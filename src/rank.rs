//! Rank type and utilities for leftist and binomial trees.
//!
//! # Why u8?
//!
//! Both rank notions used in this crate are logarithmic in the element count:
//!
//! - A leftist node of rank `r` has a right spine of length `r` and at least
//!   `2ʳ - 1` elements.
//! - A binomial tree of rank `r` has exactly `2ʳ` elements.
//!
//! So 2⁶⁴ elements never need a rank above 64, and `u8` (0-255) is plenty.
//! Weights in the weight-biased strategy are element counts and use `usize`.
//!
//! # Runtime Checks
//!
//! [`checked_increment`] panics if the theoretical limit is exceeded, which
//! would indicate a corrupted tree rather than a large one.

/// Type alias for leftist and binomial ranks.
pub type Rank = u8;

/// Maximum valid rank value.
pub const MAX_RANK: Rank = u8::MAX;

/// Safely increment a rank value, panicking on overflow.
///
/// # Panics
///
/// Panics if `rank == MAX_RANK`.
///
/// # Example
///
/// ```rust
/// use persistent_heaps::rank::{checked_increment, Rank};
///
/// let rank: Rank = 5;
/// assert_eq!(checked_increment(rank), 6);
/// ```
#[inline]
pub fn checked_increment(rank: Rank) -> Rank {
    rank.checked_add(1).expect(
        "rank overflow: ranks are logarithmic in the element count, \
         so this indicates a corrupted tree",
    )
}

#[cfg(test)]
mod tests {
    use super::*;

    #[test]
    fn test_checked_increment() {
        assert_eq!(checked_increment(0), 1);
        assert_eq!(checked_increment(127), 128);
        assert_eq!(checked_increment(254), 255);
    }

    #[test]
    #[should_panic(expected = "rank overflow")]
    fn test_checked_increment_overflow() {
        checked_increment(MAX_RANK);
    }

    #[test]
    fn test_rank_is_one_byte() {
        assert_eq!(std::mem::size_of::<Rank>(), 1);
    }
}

---

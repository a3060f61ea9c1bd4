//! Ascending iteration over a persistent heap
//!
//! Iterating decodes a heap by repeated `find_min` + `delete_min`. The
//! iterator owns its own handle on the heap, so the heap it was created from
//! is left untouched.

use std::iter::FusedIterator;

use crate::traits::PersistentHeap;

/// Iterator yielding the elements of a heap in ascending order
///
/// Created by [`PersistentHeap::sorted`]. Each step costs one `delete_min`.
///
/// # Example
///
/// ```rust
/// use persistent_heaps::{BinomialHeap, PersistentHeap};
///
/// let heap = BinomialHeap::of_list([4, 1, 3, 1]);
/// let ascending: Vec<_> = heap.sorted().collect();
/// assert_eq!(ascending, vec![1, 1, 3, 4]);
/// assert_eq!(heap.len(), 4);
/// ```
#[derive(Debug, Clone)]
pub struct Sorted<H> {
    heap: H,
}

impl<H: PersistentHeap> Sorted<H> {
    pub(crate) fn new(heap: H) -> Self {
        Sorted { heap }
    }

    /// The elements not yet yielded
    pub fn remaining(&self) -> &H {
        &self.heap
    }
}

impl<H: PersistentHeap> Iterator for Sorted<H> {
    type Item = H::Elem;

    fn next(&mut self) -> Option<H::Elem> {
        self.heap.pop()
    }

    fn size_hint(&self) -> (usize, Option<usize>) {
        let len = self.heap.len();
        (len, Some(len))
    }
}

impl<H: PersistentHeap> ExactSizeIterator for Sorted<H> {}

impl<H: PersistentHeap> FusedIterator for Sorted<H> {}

→ **EXERCISE REQUIREMENTS**
Your reply is to repeat, unchanged, the lines above running from the one with "fn size_hint(&self) ->" up to and including the one with "impl<H: PersistentHeap> FusedIterator".

→ **RESULT OF THE EXERCISE**
    fn size_hint(&self) -> (usize, Option<usize>) {
        let len = self.heap.len();
        (len, Some(len))
    }
}

impl<H: PersistentHeap> ExactSizeIterator for Sorted<H> {}

impl<H: PersistentHeap> FusedIterator for Sorted<H> {}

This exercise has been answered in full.